* **TASK DIRECTIONS**
Of the entries below, copy only those lines that contain the word "crate".

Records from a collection
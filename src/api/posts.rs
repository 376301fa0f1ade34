/// /posts endpoints
use crate::{
    api::{success, success_with, ApiResponse},
    auth::CurrentUser,
    content::{LikeOutcome, NewPost, PostPatch},
    context::AppContext,
    db::models::Post,
    error::BlogResult,
};
use axum::{
    extract::{Path, Query, State},
    routing::{get, post},
    Json, Router,
};
use serde::Deserialize;

#[derive(Debug, Deserialize)]
pub struct SearchQuery {
    #[serde(default)]
    pub q: String,
}

/// Build post routes
pub fn routes() -> Router<AppContext> {
    Router::new()
        .route("/posts/create", post(create_post))
        .route("/posts/likes", get(liked_posts))
        .route("/posts/search", get(search_posts))
        .route("/posts/view/:id", get(view_post))
        .route("/posts/like/:id", post(like_post))
        // GET takes an author id, PATCH and DELETE a post id
        .route(
            "/posts/:id",
            get(author_posts).patch(update_post).delete(delete_post),
        )
}

async fn create_post(
    State(ctx): State<AppContext>,
    CurrentUser(user): CurrentUser,
    Json(req): Json<NewPost>,
) -> BlogResult<Json<ApiResponse<Post>>> {
    Ok(success_with(ctx.posts.create(user.id, req).await?))
}

async fn author_posts(
    State(ctx): State<AppContext>,
    Path(author_id): Path<i64>,
) -> BlogResult<Json<ApiResponse<Vec<Post>>>> {
    Ok(success_with(ctx.posts.author_posts(author_id).await?))
}

async fn view_post(
    State(ctx): State<AppContext>,
    Path(id): Path<i64>,
) -> BlogResult<Json<ApiResponse<Post>>> {
    Ok(success_with(ctx.posts.find_by_id(id).await?))
}

/// An empty patch succeeds without touching the post
async fn update_post(
    State(ctx): State<AppContext>,
    CurrentUser(user): CurrentUser,
    Path(id): Path<i64>,
    Json(patch): Json<PostPatch>,
) -> BlogResult<Json<ApiResponse<Post>>> {
    let updated = ctx.posts.update(user.id, id, patch).await?;

    Ok(Json(ApiResponse {
        success: true,
        data: updated,
    }))
}

async fn delete_post(
    State(ctx): State<AppContext>,
    CurrentUser(user): CurrentUser,
    Path(id): Path<i64>,
) -> BlogResult<Json<ApiResponse<()>>> {
    ctx.posts.delete(user.id, id).await?;
    Ok(success())
}

async fn like_post(
    State(ctx): State<AppContext>,
    CurrentUser(user): CurrentUser,
    Path(id): Path<i64>,
) -> BlogResult<Json<ApiResponse<LikeOutcome>>> {
    Ok(success_with(ctx.posts.toggle_like(user.id, id).await?))
}

async fn liked_posts(
    State(ctx): State<AppContext>,
    CurrentUser(user): CurrentUser,
) -> BlogResult<Json<ApiResponse<Vec<Post>>>> {
    Ok(success_with(ctx.posts.liked_by(user.id).await?))
}

async fn search_posts(
    State(ctx): State<AppContext>,
    Query(query): Query<SearchQuery>,
) -> BlogResult<Json<ApiResponse<Vec<Post>>>> {
    Ok(success_with(ctx.posts.search(&query.q).await?))
}
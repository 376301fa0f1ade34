/// Stateless session tokens
///
/// HS256 JWTs carrying the account id, issue time and absolute expiry.
/// The signing key is loaded once at startup; there is no server-side
/// revocation list, so a token stays valid until `exp` passes.
use crate::error::{BlogError, BlogResult};
use chrono::{DateTime, Duration, Utc};
use jsonwebtoken::{decode, encode, errors::ErrorKind, Algorithm, DecodingKey, EncodingKey, Header, Validation};
use serde::{Deserialize, Serialize};

/// Name of the cookie carrying the session token
pub const SESSION_COOKIE: &str = "jwt";

/// Display fields optionally denormalized into the token
#[derive(Debug, Clone, Default, PartialEq, Eq, Serialize, Deserialize)]
pub struct ExtraClaims {
    #[serde(skip_serializing_if = "Option::is_none")]
    pub username: Option<String>,
    #[serde(skip_serializing_if = "Option::is_none")]
    pub avatar: Option<String>,
}

/// Claims embedded in every session token
#[derive(Debug, Clone, PartialEq, Eq, Serialize, Deserialize)]
pub struct Claims {
    pub sub: String,
    pub iat: i64,
    pub exp: i64,
    #[serde(flatten)]
    pub extra: ExtraClaims,
}

impl Claims {
    /// Account id carried in `sub`
    pub fn subject_id(&self) -> BlogResult<i64> {
        self.sub
            .parse()
            .map_err(|_| BlogError::Unauthenticated("Authentication token is not valid".to_string()))
    }
}

/// Issues and validates session tokens
#[derive(Clone)]
pub struct TokenService {
    encoding_key: EncodingKey,
    decoding_key: DecodingKey,
    ttl: Duration,
}

impl TokenService {
    pub fn new(secret: &str, ttl_hours: i64) -> Self {
        Self {
            encoding_key: EncodingKey::from_secret(secret.as_bytes()),
            decoding_key: DecodingKey::from_secret(secret.as_bytes()),
            ttl: Duration::hours(ttl_hours),
        }
    }

    /// Issue a token for `subject_id`, valid for the configured TTL
    pub fn issue(&self, subject_id: i64, extra: ExtraClaims) -> BlogResult<String> {
        self.issue_at(subject_id, extra, Utc::now())
    }

    /// Issue a token as if the current time were `issued_at`
    pub fn issue_at(
        &self,
        subject_id: i64,
        extra: ExtraClaims,
        issued_at: DateTime<Utc>,
    ) -> BlogResult<String> {
        let claims = Claims {
            sub: subject_id.to_string(),
            iat: issued_at.timestamp(),
            exp: (issued_at + self.ttl).timestamp(),
            extra,
        };

        encode(&Header::new(Algorithm::HS256), &claims, &self.encoding_key)
            .map_err(|e| BlogError::Jwt(format!("Failed to generate token: {}", e)))
    }

    /// Validate signature and expiry, returning the embedded claims
    pub fn validate(&self, token: &str) -> BlogResult<Claims> {
        if token.is_empty() {
            return Err(BlogError::Unauthenticated("User is not authorized".to_string()));
        }

        let mut validation = Validation::new(Algorithm::HS256);
        validation.leeway = 0;
        validation.set_required_spec_claims(&["exp", "sub"]);

        let data = decode::<Claims>(token, &self.decoding_key, &validation).map_err(|e| {
            tracing::debug!("session token rejected: {:?}", e.kind());
            match e.kind() {
                ErrorKind::ExpiredSignature => {
                    BlogError::Unauthenticated("Authentication token has expired".to_string())
                }
                ErrorKind::InvalidSignature => {
                    BlogError::Unauthenticated("Authentication token is not valid".to_string())
                }
                _ => BlogError::Unauthenticated("Cannot read authentication token".to_string()),
            }
        })?;

        // jsonwebtoken treats exp == now as still valid; the window is half-open
        if Utc::now().timestamp() >= data.claims.exp {
            return Err(BlogError::Unauthenticated(
                "Authentication token has expired".to_string(),
            ));
        }

        Ok(data.claims)
    }
}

* **ANSWER BOX**
use crate::{
use crate::error::{BlogError, BlogResult};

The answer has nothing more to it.